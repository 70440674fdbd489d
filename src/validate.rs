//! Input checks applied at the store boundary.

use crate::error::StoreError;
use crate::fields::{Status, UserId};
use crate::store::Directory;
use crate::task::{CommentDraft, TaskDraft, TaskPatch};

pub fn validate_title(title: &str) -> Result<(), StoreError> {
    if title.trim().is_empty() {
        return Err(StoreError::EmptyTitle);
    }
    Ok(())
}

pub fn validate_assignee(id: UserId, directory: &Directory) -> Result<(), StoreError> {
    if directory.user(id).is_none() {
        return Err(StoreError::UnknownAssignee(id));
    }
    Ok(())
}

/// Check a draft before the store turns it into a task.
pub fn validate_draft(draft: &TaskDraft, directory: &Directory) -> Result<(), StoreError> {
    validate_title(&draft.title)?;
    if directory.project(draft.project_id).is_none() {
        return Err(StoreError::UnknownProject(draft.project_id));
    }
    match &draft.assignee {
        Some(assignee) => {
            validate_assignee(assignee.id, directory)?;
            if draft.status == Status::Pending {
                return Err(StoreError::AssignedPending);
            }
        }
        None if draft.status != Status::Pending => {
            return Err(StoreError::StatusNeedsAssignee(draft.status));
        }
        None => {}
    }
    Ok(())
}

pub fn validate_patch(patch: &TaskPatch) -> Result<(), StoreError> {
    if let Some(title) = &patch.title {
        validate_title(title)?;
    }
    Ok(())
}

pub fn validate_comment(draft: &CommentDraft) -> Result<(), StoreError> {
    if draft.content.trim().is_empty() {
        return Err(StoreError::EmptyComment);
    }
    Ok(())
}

---

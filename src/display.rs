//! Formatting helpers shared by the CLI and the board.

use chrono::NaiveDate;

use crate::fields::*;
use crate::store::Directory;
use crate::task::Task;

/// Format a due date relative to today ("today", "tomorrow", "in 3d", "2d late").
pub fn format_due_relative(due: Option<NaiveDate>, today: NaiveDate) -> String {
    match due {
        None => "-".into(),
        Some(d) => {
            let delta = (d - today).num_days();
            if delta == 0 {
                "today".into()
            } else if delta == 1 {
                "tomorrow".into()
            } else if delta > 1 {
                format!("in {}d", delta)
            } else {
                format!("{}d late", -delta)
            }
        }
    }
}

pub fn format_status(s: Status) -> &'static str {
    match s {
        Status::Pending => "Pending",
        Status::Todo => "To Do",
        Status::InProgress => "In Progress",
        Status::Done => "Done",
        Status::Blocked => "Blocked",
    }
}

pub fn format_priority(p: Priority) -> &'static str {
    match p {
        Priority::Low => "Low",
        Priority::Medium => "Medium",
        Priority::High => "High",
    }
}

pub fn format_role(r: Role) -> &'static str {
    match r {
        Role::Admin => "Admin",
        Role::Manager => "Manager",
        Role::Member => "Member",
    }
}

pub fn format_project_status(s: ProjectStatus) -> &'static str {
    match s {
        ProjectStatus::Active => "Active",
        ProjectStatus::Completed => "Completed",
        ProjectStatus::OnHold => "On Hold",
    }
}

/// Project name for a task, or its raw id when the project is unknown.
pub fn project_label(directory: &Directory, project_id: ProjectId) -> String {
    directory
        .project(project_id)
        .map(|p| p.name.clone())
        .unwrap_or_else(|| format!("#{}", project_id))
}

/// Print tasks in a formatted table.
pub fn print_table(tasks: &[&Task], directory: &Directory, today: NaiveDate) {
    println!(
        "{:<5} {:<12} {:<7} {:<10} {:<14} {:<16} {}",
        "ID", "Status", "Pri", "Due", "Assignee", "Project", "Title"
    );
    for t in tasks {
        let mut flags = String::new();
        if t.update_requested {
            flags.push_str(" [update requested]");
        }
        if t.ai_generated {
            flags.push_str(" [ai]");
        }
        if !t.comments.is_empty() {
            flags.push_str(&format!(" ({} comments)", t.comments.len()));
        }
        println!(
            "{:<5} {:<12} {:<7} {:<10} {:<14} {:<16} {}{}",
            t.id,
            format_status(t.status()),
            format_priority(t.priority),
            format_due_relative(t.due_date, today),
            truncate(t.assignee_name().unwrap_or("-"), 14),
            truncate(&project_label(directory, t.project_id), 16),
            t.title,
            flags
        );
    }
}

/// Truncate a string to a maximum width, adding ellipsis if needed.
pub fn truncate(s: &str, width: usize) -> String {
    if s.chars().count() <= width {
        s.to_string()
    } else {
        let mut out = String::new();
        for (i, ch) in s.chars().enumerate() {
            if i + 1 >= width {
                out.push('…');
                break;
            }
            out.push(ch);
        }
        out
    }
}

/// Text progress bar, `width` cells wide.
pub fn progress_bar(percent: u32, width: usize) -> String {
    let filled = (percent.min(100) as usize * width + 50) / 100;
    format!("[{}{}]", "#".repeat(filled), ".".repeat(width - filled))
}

What to produce:
Whenever a line of the data above holds the word "Result", it counts once; report the total number of such lines and nothing more.

Response to the task:
5